This week I worked on many things – getting frames from the RPi camera video stream to pass to the gesture classifier, collecting more images (through crowdsourcing on social media which was a very interesting experience – we have a total of around 1200 real images in our dataset I believe) to train the classifier, wrote a script to relabel the data easily and most importantly boosting the classifier’s validation accuracy from ~80% to 90.36% when Neeti last ran it yay!

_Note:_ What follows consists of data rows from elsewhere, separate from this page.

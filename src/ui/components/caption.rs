//! Data protection caption shown under every post-consent view

use crate::state::DATA_PROTECTION_CAPTION;
use ratatui::{
    layout::Rect,
    style::{Color, Modifier, Style},
    widgets::{Paragraph, Wrap},
    Frame,
};

pub fn draw_data_protection_caption(frame: &mut Frame, area: Rect) {
    let caption = Paragraph::new(DATA_PROTECTION_CAPTION)
        .wrap(Wrap { trim: true })
        .style(
            Style::default()
                .fg(Color::DarkGray)
                .add_modifier(Modifier::ITALIC),
        );
    frame.render_widget(caption, area);
}
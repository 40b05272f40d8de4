//! Form domain layer
//!
//! Raw field values for the request form and their conversion into a
//! renderer input.

mod checklist;
mod field;
mod form_state;

pub use field::FormField;
pub use form_state::{DeadlineChoice, FormError, RequestField, RequestForm};
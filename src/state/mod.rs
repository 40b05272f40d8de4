//! Application state module

mod app_state;
mod consent;
mod forms;
mod output;

pub use app_state::*;
pub use consent::*;
pub use forms::*;
pub use output::*;
#[cfg(test)]
mod tests {
    use super::*;
    use crate::clipboard::MockClipboardSink;
    use crate::email::{EmailKind, DOCUMENT_CATALOG};
    use crate::state::DeadlineChoice;

    fn fixed_today() -> NaiveDate {
        NaiveDate::from_ymd_opt(2025, 2, 28).unwrap()
    }

    fn app_with(clipboard: MockClipboardSink) -> App {
        App::with_clipboard(GeneratorConfig::default(), Box::new(clipboard), fixed_today)
    }

    fn app() -> App {
        app_with(MockClipboardSink::new())
    }

    fn press(app: &mut App, code: KeyCode) {
        app.handle_key(KeyEvent::new(code, KeyModifiers::NONE)).unwrap();
    }

    fn ctrl(app: &mut App, c: char) {
        app.handle_key(KeyEvent::new(KeyCode::Char(c), KeyModifiers::CONTROL))
            .unwrap();
    }

    fn type_text(app: &mut App, text: &str) {
        for c in text.chars() {
            press(app, KeyCode::Char(c));
        }
    }

    /// Accept consent and land on the form
    fn unlocked(mut app: App) -> App {
        press(&mut app, KeyCode::Char(' '));
        press(&mut app, KeyCode::Enter);
        app
    }

    /// Fill Rahul / MSc Data Analytics with one document
    fn fill_form(app: &mut App) {
        type_text(app, "Rahul");
        press(app, KeyCode::Tab);
        type_text(app, "MSc Data Analytics");
        app.state.form.active_field = RequestField::Documents;
        press(app, KeyCode::Down);
        press(app, KeyCode::Enter);
    }

    mod consent {
        use super::*;

        #[test]
        fn test_enter_without_tick_stays() {
            let mut app = app();
            press(&mut app, KeyCode::Enter);
            assert_eq!(app.state.current_view, View::Consent);
            assert!(app.status_message.is_some());
        }

        #[test]
        fn test_tick_and_enter_opens_form() {
            let app = unlocked(app());
            assert_eq!(app.state.current_view, View::Form);
        }

        #[test]
        fn test_q_quits() {
            let mut app = app();
            assert!(!app.should_quit());
            press(&mut app, KeyCode::Char('q'));
            assert!(app.should_quit());
        }

        #[test]
        fn test_generate_unreachable_before_consent() {
            let mut app = app();
            app.generate();
            assert_eq!(app.state.current_view, View::Consent);
            assert!(app.state.output.is_none());
        }
    }

    mod form {
        use super::*;

        #[test]
        fn test_typing_fills_fields() {
            let mut app = unlocked(app());
            fill_form(&mut app);
            assert_eq!(app.state.form.forename.as_text(), "Rahul");
            assert_eq!(app.state.form.programme.as_text(), "MSc Data Analytics");
            assert_eq!(
                app.state.form.documents.selected_labels(),
                vec![DOCUMENT_CATALOG[1].to_string()]
            );
        }

        #[test]
        fn test_space_in_text_field_is_typed() {
            let mut app = unlocked(app());
            type_text(&mut app, "Mary Ann");
            assert_eq!(app.state.form.forename.as_text(), "Mary Ann");
        }

        #[test]
        fn test_arrows_cycle_deadline() {
            let mut app = unlocked(app());
            app.state.form.active_field = RequestField::Deadline;
            press(&mut app, KeyCode::Right);
            press(&mut app, KeyCode::Right);
            assert_eq!(app.state.form.deadline_choice, DeadlineChoice::PickDate);
        }

        #[test]
        fn test_ctrl_g_generates() {
            let mut app = unlocked(app());
            fill_form(&mut app);
            ctrl(&mut app, 'g');
            assert_eq!(app.state.current_view, View::Output);
            let output = app.state.output.as_ref().unwrap();
            assert_eq!(
                output.emails.primary.subject,
                "[IMP] Additional Documents Required – MSc Data Analytics @ TUS"
            );
            assert!(output.emails.primary.body.contains("14 March 2025"));
        }

        #[test]
        fn test_enter_on_generate_button() {
            let mut app = unlocked(app());
            fill_form(&mut app);
            app.state.form.active_field = RequestField::Generate;
            press(&mut app, KeyCode::Enter);
            assert_eq!(app.state.current_view, View::Output);
        }

        #[test]
        fn test_missing_documents_shows_error() {
            let mut app = unlocked(app());
            type_text(&mut app, "Rahul");
            press(&mut app, KeyCode::Tab);
            type_text(&mut app, "MSc");
            ctrl(&mut app, 'g');
            assert_eq!(app.state.current_view, View::Form);
            assert_eq!(
                app.state.current_error(),
                Some("Please select at least one document.")
            );
        }

        #[test]
        fn test_missing_programme_focuses_programme() {
            let mut app = unlocked(app());
            fill_form(&mut app);
            app.state.form.programme.clear();
            ctrl(&mut app, 'g');
            press(&mut app, KeyCode::Enter);
            assert_eq!(app.state.form.active_field, RequestField::Programme);
        }

        #[test]
        fn test_error_dialog_is_modal() {
            let mut app = unlocked(app());
            ctrl(&mut app, 'g');
            assert!(app.state.has_errors());
            type_text(&mut app, "x");
            assert_eq!(app.state.form.forename.as_text(), "");
            press(&mut app, KeyCode::Esc);
            assert!(!app.state.has_errors());
        }

        #[test]
        fn test_invalid_picked_date_shows_error() {
            let mut app = unlocked(app());
            fill_form(&mut app);
            app.state.form.deadline_choice = DeadlineChoice::PickDate;
            app.state.form.active_field = RequestField::DeadlineDate;
            app.state.form.deadline_date.clear();
            type_text(&mut app, "soon");
            ctrl(&mut app, 'g');
            assert!(app.state.current_error().unwrap().contains("soon"));
            assert!(app.state.output.is_none());
        }

        #[test]
        fn test_ctrl_u_clears_focused_field() {
            let mut app = unlocked(app());
            type_text(&mut app, "Rahul");
            ctrl(&mut app, 'u');
            assert_eq!(app.state.form.forename.as_text(), "");
        }

        #[test]
        fn test_ctrl_n_clears_form() {
            let mut app = unlocked(app());
            fill_form(&mut app);
            ctrl(&mut app, 'n');
            assert_eq!(app.state.form.forename.as_text(), "");
            assert_eq!(app.state.form.documents.selected_count(), 0);
        }

        #[test]
        fn test_follow_ups_rendered_when_enabled() {
            let mut app = unlocked(app());
            fill_form(&mut app);
            app.state.form.active_field = RequestField::EnableFollowUps;
            press(&mut app, KeyCode::Char(' '));
            press(&mut app, KeyCode::Tab);
            press(&mut app, KeyCode::Char(' '));
            press(&mut app, KeyCode::Tab);
            press(&mut app, KeyCode::Char(' '));
            ctrl(&mut app, 'g');
            let output = app.state.output.as_ref().unwrap();
            assert_eq!(output.tab_count(), 3);
        }
    }

    mod output {
        use super::*;

        fn generated(clipboard: MockClipboardSink) -> App {
            let mut app = unlocked(app_with(clipboard));
            fill_form(&mut app);
            ctrl(&mut app, 'g');
            app
        }

        #[test]
        fn test_copy_subject() {
            let mut clipboard = MockClipboardSink::new();
            clipboard
                .expect_set_text()
                .withf(|text| {
                    text == "[IMP] Additional Documents Required – MSc Data Analytics @ TUS"
                })
                .times(1)
                .returning(|_| Ok(()));
            let mut app = generated(clipboard);
            press(&mut app, KeyCode::Char('s'));
            assert_eq!(app.status_message.as_deref(), Some("Copied subject"));
        }

        #[test]
        fn test_copy_body() {
            let mut clipboard = MockClipboardSink::new();
            clipboard
                .expect_set_text()
                .withf(|text| text.starts_with("Hello Rahul,") && text.contains("• Consolidated"))
                .times(1)
                .returning(|_| Ok(()));
            let mut app = generated(clipboard);
            press(&mut app, KeyCode::Char('b'));
        }

        #[test]
        fn test_copy_failure_shows_error() {
            let mut clipboard = MockClipboardSink::new();
            clipboard
                .expect_set_text()
                .times(1)
                .returning(|_| Err(anyhow::anyhow!("no display")));
            let mut app = generated(clipboard);
            press(&mut app, KeyCode::Char('a'));
            assert_eq!(
                app.state.current_error(),
                Some("Failed to copy to clipboard: no display")
            );
        }

        #[test]
        fn test_esc_returns_to_form_with_values() {
            let mut app = generated(MockClipboardSink::new());
            press(&mut app, KeyCode::Esc);
            assert_eq!(app.state.current_view, View::Form);
            assert_eq!(app.state.form.forename.as_text(), "Rahul");
        }

        #[test]
        fn test_new_request_clears_everything() {
            let mut app = generated(MockClipboardSink::new());
            press(&mut app, KeyCode::Char('n'));
            assert_eq!(app.state.current_view, View::Form);
            assert!(app.state.output.is_none());
            assert_eq!(app.state.form.forename.as_text(), "");
        }

        #[test]
        fn test_tab_keys_with_single_email() {
            let mut app = generated(MockClipboardSink::new());
            press(&mut app, KeyCode::Tab);
            let output = app.state.output.as_ref().unwrap();
            assert_eq!(output.selected_email().0, EmailKind::Primary);
        }

        #[test]
        fn test_scroll_keys() {
            let mut app = generated(MockClipboardSink::new());
            press(&mut app, KeyCode::Char('j'));
            press(&mut app, KeyCode::Char('j'));
            press(&mut app, KeyCode::Char('k'));
            assert_eq!(app.state.output.as_ref().unwrap().scroll_offset, 1);
        }
    }
}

I tried quite a few things to improve our accuracy:
- Adding more images to the old model – did not really help beyond a point, it would overfit on the training dataset and not increase beyond 81% at best
- Adding regularization to the old model to reduce the overfitting by adding Dropout
- Tweaking the hyperparameters of the old model (batch size, adaptive learning rate on keras, different error calculation algorithm (adam turned out to be the best idea), training:test ratio, etc) – this finally maxed out the classifier’s validation accuracy at around 85%
- I had an idea that the variations in the backgrounds of the images (plentiful since we got these images from SO many different people) was causing the validation accuracy to be low. So my goal was to eliminate the background entirely in each image and only feed in the hand portion to the net. I implemented the skin detection algorithm using online resources and figured out the correct HSV color thresholds that would work best. This algorithm basically does a type of clustering by finding contours in the image based on the thresholds. It ended up working really well – I checked that it worked on our images.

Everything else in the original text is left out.